Data items
————————
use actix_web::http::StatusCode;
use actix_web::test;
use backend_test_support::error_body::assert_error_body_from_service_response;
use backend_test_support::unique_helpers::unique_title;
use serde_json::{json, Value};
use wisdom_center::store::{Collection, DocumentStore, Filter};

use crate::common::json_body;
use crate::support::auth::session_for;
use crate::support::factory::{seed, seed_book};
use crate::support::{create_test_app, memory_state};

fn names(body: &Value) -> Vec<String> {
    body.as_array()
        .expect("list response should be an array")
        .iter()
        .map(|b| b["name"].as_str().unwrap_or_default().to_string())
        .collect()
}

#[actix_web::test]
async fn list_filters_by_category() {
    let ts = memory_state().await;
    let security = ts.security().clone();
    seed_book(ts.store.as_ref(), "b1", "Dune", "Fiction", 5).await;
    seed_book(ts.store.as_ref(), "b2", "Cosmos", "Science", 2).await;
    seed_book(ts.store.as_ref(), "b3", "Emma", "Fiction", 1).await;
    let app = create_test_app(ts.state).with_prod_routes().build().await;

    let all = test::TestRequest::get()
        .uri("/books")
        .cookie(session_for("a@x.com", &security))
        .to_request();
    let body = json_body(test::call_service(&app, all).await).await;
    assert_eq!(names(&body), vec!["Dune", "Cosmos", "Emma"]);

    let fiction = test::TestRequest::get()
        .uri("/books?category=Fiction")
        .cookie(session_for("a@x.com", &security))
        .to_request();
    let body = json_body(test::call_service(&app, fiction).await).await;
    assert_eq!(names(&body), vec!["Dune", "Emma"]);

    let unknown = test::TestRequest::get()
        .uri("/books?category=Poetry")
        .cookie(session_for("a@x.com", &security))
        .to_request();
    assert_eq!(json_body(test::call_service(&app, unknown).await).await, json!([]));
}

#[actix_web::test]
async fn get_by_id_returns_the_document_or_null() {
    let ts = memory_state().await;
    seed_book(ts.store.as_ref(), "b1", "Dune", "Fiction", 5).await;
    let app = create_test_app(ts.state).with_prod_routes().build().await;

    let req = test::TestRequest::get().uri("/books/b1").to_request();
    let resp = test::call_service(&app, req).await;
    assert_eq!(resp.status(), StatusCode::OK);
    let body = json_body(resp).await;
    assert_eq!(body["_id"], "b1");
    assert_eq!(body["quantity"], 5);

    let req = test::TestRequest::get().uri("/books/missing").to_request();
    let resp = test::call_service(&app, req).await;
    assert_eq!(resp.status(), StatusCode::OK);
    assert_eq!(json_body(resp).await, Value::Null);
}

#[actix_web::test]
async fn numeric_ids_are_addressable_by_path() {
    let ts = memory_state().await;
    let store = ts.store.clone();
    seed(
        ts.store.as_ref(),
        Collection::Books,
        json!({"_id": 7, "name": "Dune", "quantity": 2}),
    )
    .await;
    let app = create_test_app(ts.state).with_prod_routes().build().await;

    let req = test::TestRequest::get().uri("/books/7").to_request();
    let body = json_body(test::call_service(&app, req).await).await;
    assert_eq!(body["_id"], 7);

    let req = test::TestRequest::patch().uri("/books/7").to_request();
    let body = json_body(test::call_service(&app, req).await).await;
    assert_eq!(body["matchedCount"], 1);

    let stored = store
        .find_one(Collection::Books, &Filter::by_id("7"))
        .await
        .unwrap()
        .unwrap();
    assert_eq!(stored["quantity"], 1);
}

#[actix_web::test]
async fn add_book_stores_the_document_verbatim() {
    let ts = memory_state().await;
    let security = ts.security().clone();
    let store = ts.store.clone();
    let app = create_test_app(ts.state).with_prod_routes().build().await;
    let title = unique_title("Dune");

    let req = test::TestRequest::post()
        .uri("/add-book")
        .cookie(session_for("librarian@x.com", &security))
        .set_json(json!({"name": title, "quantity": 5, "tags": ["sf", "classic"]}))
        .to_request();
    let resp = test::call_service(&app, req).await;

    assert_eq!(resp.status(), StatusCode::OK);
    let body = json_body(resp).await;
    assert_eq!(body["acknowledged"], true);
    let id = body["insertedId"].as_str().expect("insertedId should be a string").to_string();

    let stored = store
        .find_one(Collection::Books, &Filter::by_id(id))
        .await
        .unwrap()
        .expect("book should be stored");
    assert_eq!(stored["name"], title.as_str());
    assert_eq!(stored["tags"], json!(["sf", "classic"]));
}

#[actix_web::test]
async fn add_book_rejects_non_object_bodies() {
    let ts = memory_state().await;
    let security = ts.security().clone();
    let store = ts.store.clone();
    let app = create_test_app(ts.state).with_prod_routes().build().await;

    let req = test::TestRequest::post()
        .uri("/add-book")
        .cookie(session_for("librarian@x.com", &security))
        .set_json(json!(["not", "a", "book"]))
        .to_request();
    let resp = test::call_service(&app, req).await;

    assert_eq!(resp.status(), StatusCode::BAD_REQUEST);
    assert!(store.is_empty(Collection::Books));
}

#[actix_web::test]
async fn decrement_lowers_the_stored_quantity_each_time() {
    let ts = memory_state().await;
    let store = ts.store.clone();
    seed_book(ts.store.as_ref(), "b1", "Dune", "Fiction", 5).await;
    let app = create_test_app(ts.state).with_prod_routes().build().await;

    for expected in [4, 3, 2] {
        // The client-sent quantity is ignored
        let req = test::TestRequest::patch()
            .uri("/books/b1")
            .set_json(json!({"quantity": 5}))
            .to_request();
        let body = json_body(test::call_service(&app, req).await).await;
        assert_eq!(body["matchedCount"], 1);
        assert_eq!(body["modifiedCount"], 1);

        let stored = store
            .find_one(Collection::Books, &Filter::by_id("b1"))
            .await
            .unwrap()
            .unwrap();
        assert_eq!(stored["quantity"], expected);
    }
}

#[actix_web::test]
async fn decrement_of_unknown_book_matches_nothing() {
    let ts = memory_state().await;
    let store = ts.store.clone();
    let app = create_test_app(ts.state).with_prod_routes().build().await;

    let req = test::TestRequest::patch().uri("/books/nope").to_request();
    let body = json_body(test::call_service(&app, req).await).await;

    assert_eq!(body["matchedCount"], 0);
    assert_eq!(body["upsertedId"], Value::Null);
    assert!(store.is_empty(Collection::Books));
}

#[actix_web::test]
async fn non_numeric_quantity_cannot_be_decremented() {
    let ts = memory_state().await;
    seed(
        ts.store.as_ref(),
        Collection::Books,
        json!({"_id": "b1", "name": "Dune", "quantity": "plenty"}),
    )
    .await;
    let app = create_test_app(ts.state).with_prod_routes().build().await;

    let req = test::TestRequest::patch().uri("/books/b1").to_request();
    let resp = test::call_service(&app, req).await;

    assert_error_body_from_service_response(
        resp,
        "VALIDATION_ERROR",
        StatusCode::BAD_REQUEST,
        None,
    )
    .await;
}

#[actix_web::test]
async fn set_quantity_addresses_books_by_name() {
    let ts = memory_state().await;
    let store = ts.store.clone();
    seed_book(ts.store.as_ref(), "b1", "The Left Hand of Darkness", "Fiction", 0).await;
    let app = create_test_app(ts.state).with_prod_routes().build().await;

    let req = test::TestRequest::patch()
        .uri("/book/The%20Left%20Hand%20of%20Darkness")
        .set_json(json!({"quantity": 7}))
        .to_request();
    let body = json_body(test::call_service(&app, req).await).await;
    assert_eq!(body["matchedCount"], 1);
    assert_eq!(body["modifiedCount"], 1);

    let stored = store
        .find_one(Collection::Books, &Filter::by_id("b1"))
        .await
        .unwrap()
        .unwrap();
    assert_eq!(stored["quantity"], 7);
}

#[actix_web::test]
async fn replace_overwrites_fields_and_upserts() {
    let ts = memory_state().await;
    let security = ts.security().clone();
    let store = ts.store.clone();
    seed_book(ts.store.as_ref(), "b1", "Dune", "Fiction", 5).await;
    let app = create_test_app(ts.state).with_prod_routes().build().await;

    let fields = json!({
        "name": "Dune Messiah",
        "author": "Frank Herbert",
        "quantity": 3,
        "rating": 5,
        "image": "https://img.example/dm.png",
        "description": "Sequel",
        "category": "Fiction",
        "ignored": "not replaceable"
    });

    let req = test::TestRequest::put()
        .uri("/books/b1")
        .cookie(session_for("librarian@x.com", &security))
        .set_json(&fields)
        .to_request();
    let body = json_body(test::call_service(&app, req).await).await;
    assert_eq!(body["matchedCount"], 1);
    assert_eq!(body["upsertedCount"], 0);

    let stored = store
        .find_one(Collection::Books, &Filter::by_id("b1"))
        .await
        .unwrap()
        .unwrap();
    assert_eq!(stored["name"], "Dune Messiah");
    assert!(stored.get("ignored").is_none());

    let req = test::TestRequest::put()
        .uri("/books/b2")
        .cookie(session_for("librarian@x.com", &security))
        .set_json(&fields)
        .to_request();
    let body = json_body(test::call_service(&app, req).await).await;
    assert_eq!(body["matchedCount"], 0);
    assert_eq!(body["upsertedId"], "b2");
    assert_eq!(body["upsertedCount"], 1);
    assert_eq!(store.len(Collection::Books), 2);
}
————————
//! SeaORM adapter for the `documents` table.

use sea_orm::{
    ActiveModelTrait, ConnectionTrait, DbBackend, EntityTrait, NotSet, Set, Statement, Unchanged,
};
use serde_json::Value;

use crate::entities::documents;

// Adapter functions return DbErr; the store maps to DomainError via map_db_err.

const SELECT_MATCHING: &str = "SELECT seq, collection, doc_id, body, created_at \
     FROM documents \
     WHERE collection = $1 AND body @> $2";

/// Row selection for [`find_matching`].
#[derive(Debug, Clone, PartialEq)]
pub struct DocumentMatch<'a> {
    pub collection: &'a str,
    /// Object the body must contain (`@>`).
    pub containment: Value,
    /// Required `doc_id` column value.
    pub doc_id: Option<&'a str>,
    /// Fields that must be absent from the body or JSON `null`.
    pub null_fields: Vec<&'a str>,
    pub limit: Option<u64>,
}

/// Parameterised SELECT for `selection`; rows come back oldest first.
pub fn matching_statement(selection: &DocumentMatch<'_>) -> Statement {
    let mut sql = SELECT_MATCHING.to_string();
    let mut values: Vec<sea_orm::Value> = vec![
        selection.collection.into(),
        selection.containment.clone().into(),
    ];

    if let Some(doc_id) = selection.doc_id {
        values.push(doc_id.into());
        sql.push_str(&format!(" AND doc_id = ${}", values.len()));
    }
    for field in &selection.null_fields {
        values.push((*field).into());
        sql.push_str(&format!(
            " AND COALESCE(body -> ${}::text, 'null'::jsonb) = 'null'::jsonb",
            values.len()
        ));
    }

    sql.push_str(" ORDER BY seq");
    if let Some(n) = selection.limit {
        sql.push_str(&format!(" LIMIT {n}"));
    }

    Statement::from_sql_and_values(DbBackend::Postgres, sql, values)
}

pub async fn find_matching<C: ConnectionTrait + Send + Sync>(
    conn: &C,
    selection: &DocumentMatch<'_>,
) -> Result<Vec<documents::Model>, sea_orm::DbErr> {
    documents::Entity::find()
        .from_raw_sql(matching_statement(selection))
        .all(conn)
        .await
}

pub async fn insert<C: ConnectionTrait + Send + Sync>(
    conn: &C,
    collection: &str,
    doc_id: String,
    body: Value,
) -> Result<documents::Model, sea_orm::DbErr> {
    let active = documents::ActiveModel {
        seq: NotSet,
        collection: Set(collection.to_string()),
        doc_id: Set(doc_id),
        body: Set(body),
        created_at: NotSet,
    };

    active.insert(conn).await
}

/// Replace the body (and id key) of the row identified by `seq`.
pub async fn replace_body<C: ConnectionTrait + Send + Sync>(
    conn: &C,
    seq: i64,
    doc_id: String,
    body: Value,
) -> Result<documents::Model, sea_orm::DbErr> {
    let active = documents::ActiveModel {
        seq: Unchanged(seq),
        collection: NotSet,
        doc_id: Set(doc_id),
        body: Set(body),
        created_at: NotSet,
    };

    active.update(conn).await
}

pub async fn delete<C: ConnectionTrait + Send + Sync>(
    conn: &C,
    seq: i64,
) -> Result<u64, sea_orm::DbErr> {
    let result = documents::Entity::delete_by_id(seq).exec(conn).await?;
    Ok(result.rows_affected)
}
————————
* **Exercise prompt**
The string "into" may appear on lines of the data above; give the number of those lines and nothing more.

* **Result**
4